Source data:
────────────────────
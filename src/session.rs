//! 전송 세션
//!
//! 연결 하나당 세션 하나. 소유자(서버 핸들러 또는 클라이언트 송신 경로)만 변경하며
//! 태스크 간에 공유되지 않음

use std::fmt;
use std::time::{Duration, Instant};

use crate::stats::{ThroughputMeter, ThroughputSample};

/// 세션 결과
#[derive(Debug, Clone, Copy, PartialEq, Eq)]
pub enum SessionOutcome {
    InProgress,
    Success,
    SizeMismatch,
    IoError,
    ConnectionError,
}

impl SessionOutcome {
    pub fn is_success(&self) -> bool {
        matches!(self, SessionOutcome::Success)
    }
}

impl fmt::Display for SessionOutcome {
    fn fmt(&self, f: &mut fmt::Formatter<'_>) -> fmt::Result {
        let s = match self {
            SessionOutcome::InProgress => "in_progress",
            SessionOutcome::Success => "success",
            SessionOutcome::SizeMismatch => "size_mismatch",
            SessionOutcome::IoError => "io_error",
            SessionOutcome::ConnectionError => "connection_error",
        };
        f.write_str(s)
    }
}

/// 전송 세션 상태
#[derive(Clone)]
pub struct TransferSession {
    /// 수락 순번 (로그 표기용, 프로토콜에는 노출 안 됨)
    pub client_sequence: u64,

    /// 프레임의 file_size
    pub declared_size: u64,

    /// 처리율 측정기 (start_time, last_sample_time 보유)
    meter: ThroughputMeter,

    /// 페이로드 CRC32 (로그 비교용)
    hasher: crc32fast::Hasher,

    outcome: SessionOutcome,
}

impl TransferSession {
    pub fn new(client_sequence: u64, declared_size: u64, sample_interval: Duration) -> Self {
        Self {
            client_sequence,
            declared_size,
            meter: ThroughputMeter::new(sample_interval),
            hasher: crc32fast::Hasher::new(),
            outcome: SessionOutcome::InProgress,
        }
    }

    /// 페이로드 조각 기록
    ///
    /// 샘플링 주기가 지났으면 처리율 샘플 반환
    pub fn record(&mut self, chunk: &[u8]) -> Option<ThroughputSample> {
        self.hasher.update(chunk);
        self.meter.record(chunk.len() as u64)
    }

    pub fn bytes_transferred(&self) -> u64 {
        self.meter.total_bytes
    }

    /// 남은 페이로드 바이트
    pub fn remaining(&self) -> u64 {
        self.declared_size.saturating_sub(self.bytes_transferred())
    }

    /// 다음 읽기/쓰기 크기 (선언된 크기를 넘지 않음)
    pub fn next_chunk_len(&self, buffer_size: usize) -> usize {
        self.remaining().min(buffer_size as u64) as usize
    }

    pub fn is_complete(&self) -> bool {
        self.bytes_transferred() == self.declared_size
    }

    pub fn start_time(&self) -> Instant {
        self.meter.start_time
    }

    pub fn last_sample_time(&self) -> Instant {
        self.meter.last_sample_time
    }

    pub fn elapsed(&self) -> Duration {
        self.meter.elapsed()
    }

    pub fn average_throughput(&self) -> f64 {
        self.meter.overall_throughput()
    }

    pub fn checksum(&self) -> u32 {
        self.hasher.clone().finalize()
    }

    pub fn outcome(&self) -> SessionOutcome {
        self.outcome
    }

    /// 수신 종료 시 결과 결정: 크기 일치면 Success, 아니면 SizeMismatch
    pub fn finish(&mut self) -> SessionOutcome {
        self.outcome = if self.is_complete() {
            SessionOutcome::Success
        } else {
            SessionOutcome::SizeMismatch
        };
        self.outcome
    }

    /// IO/연결 실패로 종료
    pub fn fail(&mut self, outcome: SessionOutcome) {
        self.outcome = outcome;
    }

    /// 통계 요약 문자열
    pub fn summary(&self) -> String {
        format!(
            "{} | {}/{} bytes | crc32={:08x}",
            self.meter.summary(),
            self.bytes_transferred(),
            self.declared_size,
            self.checksum(),
        )
    }
}

impl fmt::Debug for TransferSession {
    fn fmt(&self, f: &mut fmt::Formatter<'_>) -> fmt::Result {
        f.debug_struct("TransferSession")
            .field("client_sequence", &self.client_sequence)
            .field("declared_size", &self.declared_size)
            .field("bytes_transferred", &self.bytes_transferred())
            .field("outcome", &self.outcome)
            .finish()
    }
}

#[cfg(test)]
mod tests {
    use super::*;

    #[test]
    fn test_zero_size_is_complete() {
        let mut session = TransferSession::new(0, 0, Duration::from_secs(3));

        assert!(session.is_complete());
        assert_eq!(session.next_chunk_len(1024), 0);
        assert_eq!(session.finish(), SessionOutcome::Success);
    }

    #[test]
    fn test_chunk_len_bounded_by_declared_size() {
        let mut session = TransferSession::new(1, 2500, Duration::from_secs(3));

        assert_eq!(session.next_chunk_len(1024), 1024);
        session.record(&[0u8; 1024]);
        session.record(&[0u8; 1024]);
        assert_eq!(session.next_chunk_len(1024), 452);
        session.record(&[0u8; 452]);

        assert_eq!(session.remaining(), 0);
        assert_eq!(session.next_chunk_len(1024), 0);
        assert_eq!(session.finish(), SessionOutcome::Success);
    }

    #[test]
    fn test_short_transfer_is_mismatch() {
        let mut session = TransferSession::new(2, 100, Duration::from_secs(3));
        session.record(&[1u8; 40]);

        assert_eq!(session.outcome(), SessionOutcome::InProgress);
        assert_eq!(session.finish(), SessionOutcome::SizeMismatch);
        assert!(!session.outcome().is_success());
    }

    #[test]
    fn test_checksum_independent_of_chunking() {
        let data: Vec<u8> = (0..10_000).map(|i| (i % 251) as u8).collect();

        let mut whole = TransferSession::new(0, data.len() as u64, Duration::from_secs(3));
        whole.record(&data);

        let mut pieces = TransferSession::new(0, data.len() as u64, Duration::from_secs(3));
        for chunk in data.chunks(333) {
            pieces.record(chunk);
        }

        assert_eq!(whole.checksum(), crc32fast::hash(&data));
        assert_eq!(pieces.checksum(), whole.checksum());
    }

    #[test]
    fn test_outcome_display() {
        assert_eq!(SessionOutcome::SizeMismatch.to_string(), "size_mismatch");
        assert_eq!(SessionOutcome::ConnectionError.to_string(), "connection_error");
    }
}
────────────────────
◆ **ACTIVITY**
The required output is the line holding "let mut pieces" plus every line after it in the data, reproduced exactly.

◆ **RESPONSE**
        let mut pieces = TransferSession::new(0, data.len() as u64, Duration::from_secs(3));
        for chunk in data.chunks(333) {
            pieces.record(chunk);
        }

        assert_eq!(whole.checksum(), crc32fast::hash(&data));
        assert_eq!(pieces.checksum(), whole.checksum());
    }

    #[test]
    fn test_outcome_display() {
        assert_eq!(SessionOutcome::SizeMismatch.to_string(), "size_mismatch");
        assert_eq!(SessionOutcome::ConnectionError.to_string(), "connection_error");
    }
}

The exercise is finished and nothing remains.